The first political murder was that of NC’s Mohammad Yusuf Halwai, even before that of Tikalal Tiplu, the Jammu and Kashmire BJP leader. We should know that it was not communal violence, where two communities were pitted against each other. It was an agenda based terrorist violence.
In case of Kashmir, the sections of militants who turned terrorists were under the influence of growing clout of the Taliban, Al Qaeda. This dastardly phenomenon emerged from a few madrassas of Pakistan. These madrassas were particularly set up with American aid (8.000 million dollars). They implemented America designed syllabus based on retrograde version of Islam.
America also gave 7,000 tons of armaments which were used in anti-Russia Afghan war. Kashmiri Muslims need to be distinguished from the breed of gun-bomb wielding terrorists, whose roots lay in the process of alienation furthered by the aggressive version of Islam, which dominated the area.
The deliberate ‘Only Pandits were killed’ is a blatant lie. The film lives to its own dialogue that showing wrong is as dangerous as hiding the truth. It totally hides the murders and exodus of Muslims. The film director in various interviews says that only Pandits had to leave the valley. The truth is that over 50,000 Muslims also had to leave.
Then he claims that there are no Pandits in the valley – again, a full throated lie. He deliberately hides the fact that there are close to 800 Pandit families living in the valley. Their organization is Kashmir Pandit Suraksha Samiti (KPSS). Its leader Sanjay Tikkoo is now apprehensive that this film may have adverse impact on Pandits living in valley. About the film “he fears, (that it) aims to polarize communities, spread hate, and may even fuel violence that people of Jammu and Kashmir and elsewhere do not want repeated ever again.”
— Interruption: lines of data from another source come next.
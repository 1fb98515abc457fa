//! Loading images and scaling them to a cell budget.
//!
//! The loader reads the whole file, lets the [`FormatRegistry`] sniff and decode
//! it, widens the result to 16-bit RGBA and shrinks it into the bounding box.
//! The file is read in one call, so no handle outlives the read, even when
//! decoding fails afterwards.

pub mod registry;
pub mod resize;

use crate::error::{ConfigError, PreviewError};
use crate::rendering::raster::Raster16;
use registry::FormatRegistry;
use resize::ResizeFilter;
use std::path::Path;

/// Rejects bounding boxes that could only ever produce an empty image.
pub fn check_bounds(max_width: u32, max_height: u32) -> Result<(), ConfigError> {
    if max_width == 0 || max_height == 0 {
        return Err(ConfigError::ZeroBound {
            max_width,
            max_height,
        });
    }
    Ok(())
}

/// Decodes `bytes` and scales the image to fit within `max_width x max_height`.
pub fn decode_and_scale(
    registry: &FormatRegistry,
    bytes: &[u8],
    max_width: u32,
    max_height: u32,
    filter: ResizeFilter,
) -> Result<Raster16, PreviewError> {
    check_bounds(max_width, max_height)?;
    let image = registry.decode(bytes)?;
    Ok(resize::scale_to_fit(
        image.into_rgba16(),
        max_width,
        max_height,
        filter,
    ))
}

/// Like [`load_and_scale`], with an explicit registry and resampling filter.
pub fn load_and_scale_with(
    registry: &FormatRegistry,
    path: impl AsRef<Path>,
    max_width: u32,
    max_height: u32,
    filter: ResizeFilter,
) -> Result<Raster16, PreviewError> {
    let path = path.as_ref();
    check_bounds(max_width, max_height)?;
    let bytes = std::fs::read(path).map_err(|source| PreviewError::Io {
        path: path.to_path_buf(),
        source,
    })?;
    log::debug!("read {} bytes from {}", bytes.len(), path.display());
    decode_and_scale(registry, &bytes, max_width, max_height, filter)
}

/// Loads the image at `path` and scales it to fit within `max_width x max_height`
/// using the built-in formats and Lanczos3 resampling.
pub fn load_and_scale(
    path: impl AsRef<Path>,
    max_width: u32,
    max_height: u32,
) -> Result<Raster16, PreviewError> {
    load_and_scale_with(
        &FormatRegistry::with_defaults(),
        path,
        max_width,
        max_height,
        ResizeFilter::default(),
    )
}

#[cfg(test)]
mod tests {
    use super::*;
    use crate::error::DecodeError;
    use image::{ImageFormat, Rgba, RgbaImage};

    #[test]
    fn test_load_and_scale_png() {
        let dir = tempfile::tempdir().unwrap();
        let path = dir.path().join("wide.png");
        RgbaImage::from_pixel(1000, 500, Rgba([0, 128, 255, 255]))
            .save_with_format(&path, ImageFormat::Png)
            .unwrap();

        let raster = load_and_scale(&path, 10, 10).unwrap();
        assert_eq!(raster.dimensions(), (10, 5));
    }

    #[test]
    fn test_small_image_is_not_upscaled() {
        let dir = tempfile::tempdir().unwrap();
        let path = dir.path().join("tiny.gif");
        RgbaImage::from_pixel(3, 2, Rgba([255, 0, 0, 255]))
            .save_with_format(&path, ImageFormat::Gif)
            .unwrap();

        let raster = load_and_scale(&path, 80, 48).unwrap();
        assert_eq!(raster.dimensions(), (3, 2));
        assert_eq!(raster.get_pixel(0, 0).0, [0xffff, 0, 0, 0xffff]);
    }

    #[test]
    fn test_missing_file_is_io_error() {
        let dir = tempfile::tempdir().unwrap();
        let path = dir.path().join("nope.png");
        match load_and_scale(&path, 10, 10) {
            Err(PreviewError::Io { path: reported, source }) => {
                assert_eq!(reported, path);
                assert_eq!(source.kind(), std::io::ErrorKind::NotFound);
            }
            other => panic!("expected an io error, got {other:?}"),
        }
    }

    #[test]
    fn test_garbage_is_decode_error() {
        let dir = tempfile::tempdir().unwrap();
        let path = dir.path().join("notes.png");
        std::fs::write(&path, "just some text").unwrap();
        assert!(matches!(
            load_and_scale(&path, 10, 10),
            Err(PreviewError::Decode(DecodeError::UnknownFormat))
        ));
    }

    #[test]
    fn test_zero_bounds_rejected() {
        assert!(matches!(
            decode_and_scale(&FormatRegistry::default(), &[], 0, 10, ResizeFilter::default()),
            Err(PreviewError::Config(ConfigError::ZeroBound { .. }))
        ));
        assert!(check_bounds(1, 1).is_ok());
    }
}
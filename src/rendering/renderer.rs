//! Half-block rendering of rasters.
//!
//! [`HalfBlockRenderer`] turns a [`Raster`] into terminal text at half the
//! vertical resolution: source rows `y` and `y + 1` share one output row, and
//! every source column maps to exactly one output column.
//!
//! Rendering happens in two steps:
//!
//! *   [`HalfBlockRenderer::encode`] walks the raster and builds a [`Grid`] of [`Cell`]s.
//! *   [`HalfBlockRenderer::render`] or [`HalfBlockRenderer::write_to`] serialize that grid
//!     with `crossterm` style commands, one newline after every row.
//!
//! The renderer holds no state besides the background color, so rendering the
//! same raster twice gives byte-identical output.

use crate::rendering::cell::{Cell, HALF_BLOCK};
use crate::rendering::color::{BackgroundColor, Color};
use crate::rendering::grid::Grid;
use crate::rendering::raster::Raster;
use crossterm::queue;
use crossterm::style::{Print, ResetColor};
use std::fmt::Write as _;
use std::io;
use std::io::Write;

/// Converts rasters into lower-half-block terminal text.
#[derive(Clone, Copy, Debug, PartialEq, Eq, Default)]
pub struct HalfBlockRenderer {
    background: BackgroundColor,
}

impl HalfBlockRenderer {
    pub fn new(background: BackgroundColor) -> Self {
        Self { background }
    }

    pub fn background(&self) -> BackgroundColor {
        self.background
    }

    fn resolve<R: Raster + ?Sized>(&self, raster: &R, x: u32, y: u32) -> [u8; 3] {
        Color::from_rgba16(raster.sample(x, y)).unwrap_or(self.background.rgb())
    }

    /// Builds the cell grid for a raster.
    ///
    /// The grid is `width` cells wide and `ceil(height / 2)` rows high. When the
    /// height is odd, the lower half of the last row is always the background
    /// color.
    pub fn encode<R: Raster + ?Sized>(&self, raster: &R) -> Grid<Cell> {
        let width = raster.width();
        let height = raster.height();
        let rows = height.div_ceil(2);

        log::trace!("encoding {width}x{height} raster into {width}x{rows} cells");

        Grid::from_fn(width as usize, rows as usize, |x, row| {
            let x = x as u32;
            let y = row as u32 * 2;
            let upper = self.resolve(raster, x, y);
            let lower = if y + 1 < height {
                self.resolve(raster, x, y + 1)
            } else {
                self.background.rgb()
            };
            Cell::new(upper, lower)
        })
    }

    /// Renders a raster into a single string of escape sequences.
    ///
    /// Every output row is terminated by a newline, including the last one.
    pub fn render<R: Raster + ?Sized>(&self, raster: &R) -> String {
        let grid = self.encode(raster);
        // each cell is roughly 40 bytes of escape codes
        let mut out = String::with_capacity(grid.width() * grid.height() * 40 + grid.height());
        for row in grid.rows() {
            for cell in row {
                // writing into a String cannot fail
                let _ = write!(out, "{cell}");
            }
            out.push('\n');
        }
        out
    }

    /// Streams the rendering of a raster into `sink`.
    ///
    /// The bytes written are identical to what [`HalfBlockRenderer::render`] returns.
    pub fn write_to<R: Raster + ?Sized, W: Write>(&self, raster: &R, sink: &mut W) -> io::Result<()> {
        let grid = self.encode(raster);
        for row in grid.rows() {
            for cell in row {
                queue!(sink, cell.set_colors(), Print(HALF_BLOCK), ResetColor)?;
            }
            queue!(sink, Print('\n'))?;
        }
        sink.flush()
    }
}
//! Color representation for terminal rendering.
//!
//! Colors are plain `[u8; 3]` RGB triples throughout the crate. [`Color`] adds
//! the notion of a transparent sample, and [`BackgroundColor`] is the validated,
//! caller supplied color that transparent samples are replaced with.

use crate::error::ConfigError;
use serde::{Deserialize, Serialize};
use std::fmt;
use std::str::FromStr;

/// A resolved sample from a raster.
#[derive(Clone, Copy, Debug, PartialEq, Eq)]
pub enum Color {
    /// A fully transparent sample. It is drawn with the background color.
    Transparent,
    /// An opaque RGB color.
    Rgb([u8; 3]),
}

impl Color {
    /// Builds a color from a 16-bit RGBA sample.
    ///
    /// Alpha is treated as binary: only an alpha of exactly zero is transparent,
    /// every other alpha value is drawn fully opaque without any blending.
    pub fn from_rgba16([r, g, b, a]: [u16; 4]) -> Self {
        if a == 0 {
            return Color::Transparent;
        }
        Color::Rgb([(r >> 8) as u8, (g >> 8) as u8, (b >> 8) as u8])
    }

    /// Unwraps the color, returning the RGB value if it is an RGB color, otherwise the passed color.
    pub fn unwrap_or(self, other: [u8; 3]) -> [u8; 3] {
        match self {
            Color::Transparent => other,
            Color::Rgb(c) => c,
        }
    }
}

/// Formats an RGB triple as a lowercase `#rrggbb` literal.
pub fn format_hex([r, g, b]: [u8; 3]) -> String {
    format!("#{r:02x}{g:02x}{b:02x}")
}

/// Parses a `#rrggbb` literal into an RGB triple.
///
/// Exactly seven characters are accepted: a leading `#` followed by six hex
/// digits. Upper and lower case digits are both fine.
pub fn parse_hex(input: &str) -> Result<[u8; 3], ConfigError> {
    if input.len() != 7 {
        return Err(ConfigError::BackgroundLength {
            input: input.to_string(),
        });
    }
    let Some(digits) = input.strip_prefix('#') else {
        return Err(ConfigError::BackgroundPrefix {
            input: input.to_string(),
        });
    };
    // from_str_radix accepts a leading '+', so check the digits up front
    if !digits.bytes().all(|b| b.is_ascii_hexdigit()) {
        return Err(ConfigError::BackgroundDigits {
            input: input.to_string(),
        });
    }

    let channel = |i: usize| {
        u8::from_str_radix(&digits[i..i + 2], 16).map_err(|_| ConfigError::BackgroundDigits {
            input: input.to_string(),
        })
    };
    Ok([channel(0)?, channel(2)?, channel(4)?])
}

/// The color transparent pixels are replaced with, and the lower half of the
/// last cell row when the image has an odd height.
#[derive(Clone, Copy, Debug, PartialEq, Eq, Default, Serialize, Deserialize)]
#[serde(try_from = "String", into = "String")]
pub struct BackgroundColor(pub [u8; 3]);

impl BackgroundColor {
    pub fn rgb(self) -> [u8; 3] {
        self.0
    }
}

impl FromStr for BackgroundColor {
    type Err = ConfigError;

    fn from_str(s: &str) -> Result<Self, Self::Err> {
        parse_hex(s).map(BackgroundColor)
    }
}

impl TryFrom<String> for BackgroundColor {
    type Error = ConfigError;

    fn try_from(value: String) -> Result<Self, Self::Error> {
        value.parse()
    }
}

impl From<BackgroundColor> for String {
    fn from(color: BackgroundColor) -> Self {
        format_hex(color.0)
    }
}

impl From<[u8; 3]> for BackgroundColor {
    fn from(rgb: [u8; 3]) -> Self {
        BackgroundColor(rgb)
    }
}

impl fmt::Display for BackgroundColor {
    fn fmt(&self, f: &mut fmt::Formatter<'_>) -> fmt::Result {
        f.write_str(&format_hex(self.0))
    }
}

#[cfg(test)]
mod tests {
    use super::*;

    #[test]
    fn test_parse_hex() {
        assert_eq!(parse_hex("#000000").unwrap(), [0, 0, 0]);
        assert_eq!(parse_hex("#ff8000").unwrap(), [255, 128, 0]);
        assert_eq!(parse_hex("#0A0b0C").unwrap(), [10, 11, 12]);
    }

    #[test]
    fn test_parse_hex_rejects_malformed() {
        assert!(matches!(
            parse_hex("#zz0000"),
            Err(ConfigError::BackgroundDigits { .. })
        ));
        assert!(matches!(
            parse_hex("#fff"),
            Err(ConfigError::BackgroundLength { .. })
        ));
        assert!(matches!(
            parse_hex("ff00000"),
            Err(ConfigError::BackgroundPrefix { .. })
        ));
        assert!(matches!(
            parse_hex("#+f0000"),
            Err(ConfigError::BackgroundDigits { .. })
        ));
        // multi-byte characters must not cause a slicing panic
        assert!(parse_hex("#ééé").is_err());
        assert!(parse_hex("").is_err());
    }

    #[test]
    fn test_format_hex() {
        assert_eq!(format_hex([255, 0, 0]), "#ff0000");
        assert_eq!(format_hex([1, 2, 3]), "#010203");
    }

    #[test]
    fn test_from_rgba16() {
        assert_eq!(Color::from_rgba16([0xffff, 0, 0, 0]), Color::Transparent);
        assert_eq!(
            Color::from_rgba16([0xffff, 0x80ff, 0x00ff, 1]),
            Color::Rgb([0xff, 0x80, 0x00])
        );
        assert_eq!(Color::Transparent.unwrap_or([1, 2, 3]), [1, 2, 3]);
        assert_eq!(Color::Rgb([4, 5, 6]).unwrap_or([1, 2, 3]), [4, 5, 6]);
    }

    #[test]
    fn test_background_color_display() {
        let bg: BackgroundColor = "#1E2030".parse().unwrap();
        assert_eq!(bg.rgb(), [0x1e, 0x20, 0x30]);
        assert_eq!(bg.to_string(), "#1e2030");
    }
}
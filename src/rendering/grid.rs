//! 2D buffer for terminal cells.
//!
//! The `Grid` is a row-major grid with a fixed width and height. It is what the
//! renderer fills in before anything is serialized, which keeps the half-block
//! conversion inspectable independently of the escape sequences it turns into.

use std::fmt;
use std::fmt::{Debug, Formatter};
use std::ops::Index;

/// A 2D buffer of values with a fixed `width` and `height`.
///
/// # Example
///
/// ```rust
/// use blockpeek::rendering::grid::Grid;
///
/// let grid = Grid::from_fn(4, 2, |x, y| x + 10 * y);
///
/// assert_eq!(grid.width(), 4);
/// assert_eq!(grid.height(), 2);
/// assert_eq!(grid[(3, 1)], 13);
/// assert_eq!(grid.get(4, 1), None);
/// ```
#[derive(Clone, PartialEq, Eq)]
pub struct Grid<T> {
    width: usize,
    height: usize,
    cells: Vec<T>,
}

impl<T: Debug> Debug for Grid<T> {
    fn fmt(&self, f: &mut Formatter) -> fmt::Result {
        write!(
            f,
            "Grid {{ width: {}, height: {}, cells: {:?} }}",
            self.width, self.height, self.cells
        )
    }
}

impl<T> Grid<T> {
    /// Creates a grid by calling `f(x, y)` for every position in row-major order.
    pub fn from_fn(width: usize, height: usize, mut f: impl FnMut(usize, usize) -> T) -> Self {
        let mut cells = Vec::with_capacity(width * height);
        for y in 0..height {
            for x in 0..width {
                cells.push(f(x, y));
            }
        }
        Self {
            width,
            height,
            cells,
        }
    }

    #[inline]
    fn get_index(&self, x: usize, y: usize) -> Option<usize> {
        (x < self.width && y < self.height).then(|| y * self.width + x)
    }

    /// Gets the height of the grid (number of rows).
    pub fn height(&self) -> usize {
        self.height
    }

    /// Gets the width of the grid (number of columns).
    pub fn width(&self) -> usize {
        self.width
    }

    /// Returns `true` if the grid holds no cells.
    pub fn is_empty(&self) -> bool {
        self.cells.is_empty()
    }

    /// Gets a reference to the cell at the given (x, y) coordinates.
    ///
    /// Returns `None` if the coordinates are out of bounds.
    pub fn get(&self, x: usize, y: usize) -> Option<&T> {
        self.get_index(x, y).map(|idx| &self.cells[idx])
    }

    /// Returns an iterator over the rows of the grid, top to bottom.
    pub fn rows(&self) -> impl Iterator<Item = &[T]> {
        // a zero-width grid still yields `height` empty rows
        (0..self.height).map(move |y| &self.cells[y * self.width..(y + 1) * self.width])
    }

    /// Returns an iterator over the cells with their coordinates, in row-major order.
    pub fn iter(&self) -> impl Iterator<Item = (usize, usize, &T)> {
        self.cells.iter().enumerate().map(|(idx, cell)| {
            let x = idx % self.width;
            let y = idx / self.width;
            (x, y, cell)
        })
    }
}

impl<T> Index<(usize, usize)> for Grid<T> {
    type Output = T;

    fn index(&self, (x, y): (usize, usize)) -> &Self::Output {
        match self.get(x, y) {
            Some(cell) => cell,
            None => panic!(
                "grid index ({x}, {y}) out of bounds for {}x{}",
                self.width, self.height
            ),
        }
    }
}
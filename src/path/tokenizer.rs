//! Forward-only tokenizer for dotted property paths.

use super::error::PathError;

/// One step through a dotted property path such as `user.emails[0].address`.
///
/// A tokenizer describes the first dot-delimited segment of its input and
/// holds the unparsed remainder. Advancing with [`next`](Self::next) builds a
/// fresh tokenizer over the remainder; the current instance is never mutated,
/// so it can be re-read (or shared across threads) freely.
#[derive(Debug, Clone, PartialEq, Eq)]
pub struct PropertyTokenizer {
    name: String,
    indexed_name: String,
    index: Option<String>,
    children: Option<String>,
}

impl PropertyTokenizer {
    /// Tokenizes the first segment of `path`.
    ///
    /// Only the portion up to the first `.` is validated here; the remainder
    /// is checked when the tokenizer advances into it.
    pub fn new(path: &str) -> Result<Self, PathError> {
        let (head, children) = match path.find('.') {
            Some(dot) => (&path[..dot], Some(path[dot + 1..].to_string())),
            None => (path, None),
        };

        let indexed_name = head.to_string();
        let (name, index) = match head.find('[') {
            Some(open) => {
                let close = head[open..]
                    .find(']')
                    .ok_or(PathError::UnmatchedBracket { position: open })?;
                (
                    head[..open].to_string(),
                    Some(head[open + 1..open + close].to_string()),
                )
            }
            None => (head.to_string(), None),
        };

        Ok(PropertyTokenizer {
            name,
            indexed_name,
            index,
            children,
        })
    }

    /// The segment's identifier with any bracketed index stripped.
    pub fn name(&self) -> &str {
        &self.name
    }

    /// The segment exactly as it appeared up to the first dot, bracket included.
    pub fn indexed_name(&self) -> &str {
        &self.indexed_name
    }

    /// The content between `[` and `]`, if the segment carries one.
    pub fn index(&self) -> Option<&str> {
        self.index.as_deref()
    }

    /// The unparsed remainder of the path after the first dot.
    pub fn children(&self) -> Option<&str> {
        self.children.as_deref()
    }

    /// Whether a remainder exists to advance into.
    pub fn has_next(&self) -> bool {
        self.children.is_some()
    }

    /// Builds a tokenizer over the remainder of the path.
    ///
    /// Returns [`PathError::EndOfPath`] when this is the last segment.
    pub fn next(&self) -> Result<PropertyTokenizer, PathError> {
        match &self.children {
            Some(rest) => PropertyTokenizer::new(rest),
            None => Err(PathError::EndOfPath),
        }
    }
}
//! Resolves parsed property paths against `serde_json::Value` trees.

use serde_json::Value;

use super::ast::{PropertyPath, Segment};
use super::error::PathError;

/// Walks property paths over a borrowed value tree.
pub struct Evaluator<'a> {
    root: &'a Value,
}

impl<'a> Evaluator<'a> {
    pub fn new(root: &'a Value) -> Self {
        Evaluator { root }
    }

    /// Resolves `path` against the root, one segment at a time.
    ///
    /// A miss anywhere along the walk resolves to `None`: an absent member,
    /// an out-of-range or non-numeric array index, or a scalar in the middle
    /// of the path.
    pub fn get(&self, path: &PropertyPath) -> Option<&'a Value> {
        let mut current = self.root;
        for segment in path {
            current = step(current, segment)?;
        }
        Some(current)
    }
}

/// Parses `path` and resolves it against `root` in one call.
///
/// Parse failure is an error; a resolution miss is `Ok(None)`.
pub fn get<'v>(root: &'v Value, path: &str) -> Result<Option<&'v Value>, PathError> {
    let path = PropertyPath::parse(path)?;
    Ok(Evaluator::new(root).get(&path))
}

/// Mutable counterpart of [`get`], for in-place updates.
pub fn get_mut<'v>(root: &'v mut Value, path: &str) -> Result<Option<&'v mut Value>, PathError> {
    let path = PropertyPath::parse(path)?;
    let mut current = root;
    for segment in &path {
        current = match step_mut(current, segment) {
            Some(next) => next,
            None => return Ok(None),
        };
    }
    Ok(Some(current))
}

fn step<'v>(value: &'v Value, segment: &Segment) -> Option<&'v Value> {
    // An empty name means the bracket applies to the current value itself,
    // as in a leading `[0]` segment.
    let named = if segment.name().is_empty() {
        value
    } else {
        value.as_object()?.get(segment.name())?
    };
    match segment.index() {
        Some(idx) => index_into(named, idx),
        None => Some(named),
    }
}

fn step_mut<'v>(value: &'v mut Value, segment: &Segment) -> Option<&'v mut Value> {
    let named = if segment.name().is_empty() {
        value
    } else {
        value.as_object_mut()?.get_mut(segment.name())?
    };
    match segment.index() {
        Some(idx) => index_into_mut(named, idx),
        None => Some(named),
    }
}

fn index_into<'v>(value: &'v Value, index: &str) -> Option<&'v Value> {
    match value {
        Value::Array(items) => items.get(normalize_index(index, items.len())?),
        Value::Object(map) => map.get(index),
        _ => None,
    }
}

fn index_into_mut<'v>(value: &'v mut Value, index: &str) -> Option<&'v mut Value> {
    match value {
        Value::Array(items) => {
            let idx = normalize_index(index, items.len())?;
            items.get_mut(idx)
        }
        Value::Object(map) => map.get_mut(index),
        _ => None,
    }
}

/// Resolves a bracket index against an array: numeric, with negative values
/// counting back from the end.
fn normalize_index(index: &str, len: usize) -> Option<usize> {
    let idx = index.parse::<isize>().ok()?;
    let normalized = if idx < 0 { len as isize + idx } else { idx };
    if normalized >= 0 && (normalized as usize) < len {
        Some(normalized as usize)
    } else {
        None
    }
}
He also elaborates the type of bonding between Kashmiri Muslims and the Pandits. “What we call the mass migration began March 15, 1990, onward. Terrorist organizing were making daily hit lists and pasting them inside the mosques. On these lists were Pandits, NC workers, Muslims. As there were cordial relations between individual Pandits and Muslims, the latter after the evening namaaz would inform his [Pandit] neighbor if he spotted the name. He wanted to save his [KP friend/ neighbor] and their families.”
These are the things unsuitable for the divisive agenda of the director and those recommending and promoting the film. Film also uses the stereotype that Kashmir was inhabited by Pandits/Hindus alone who were converted to Islam by ‘Sufi’s sword’ (Anupam Kher’s dialogue in the film). This is far from the truth of spread of Islam in the valley and other parts of India.
Just a minimal knowledge about Sufi tradition will tell us that Sufi saints were for spiritualism and love. That’s how most of the Sufi shrines till date are visited by Hindus and Muslims both. Conversion to Islam has been more due to caste atrocities rather than the sword of the kings, as Swami Vivekananda Points out ““Religious conversions have not taken place because of atrocities of Christians and Muslims, but because of atrocities of upper caste.” (His letters, one to Pundit Shankarlal of Khetri (20th September 1892 and another to Haridas Vithaldas Desai in November 1894 (Volume 5/Epistles-First Series/II, Volume 8/Epistles-Fourth series Nov 1894, respectively).
At the level of Kashmir, Ratanlal Hanglu (‘The State in Medieval Kashmir’, Manoharlal Publication Delhi 2000) affirms what Swami Vivekananda says. Hangloo points out that conversions to Islam in Kashmir were a silent rebellion against Brahminical atrocities.
The film will have negative impact on the carefully nurtured Kashmiriyat in Kashmir and Fraternity which emerged during freedom movement all over India.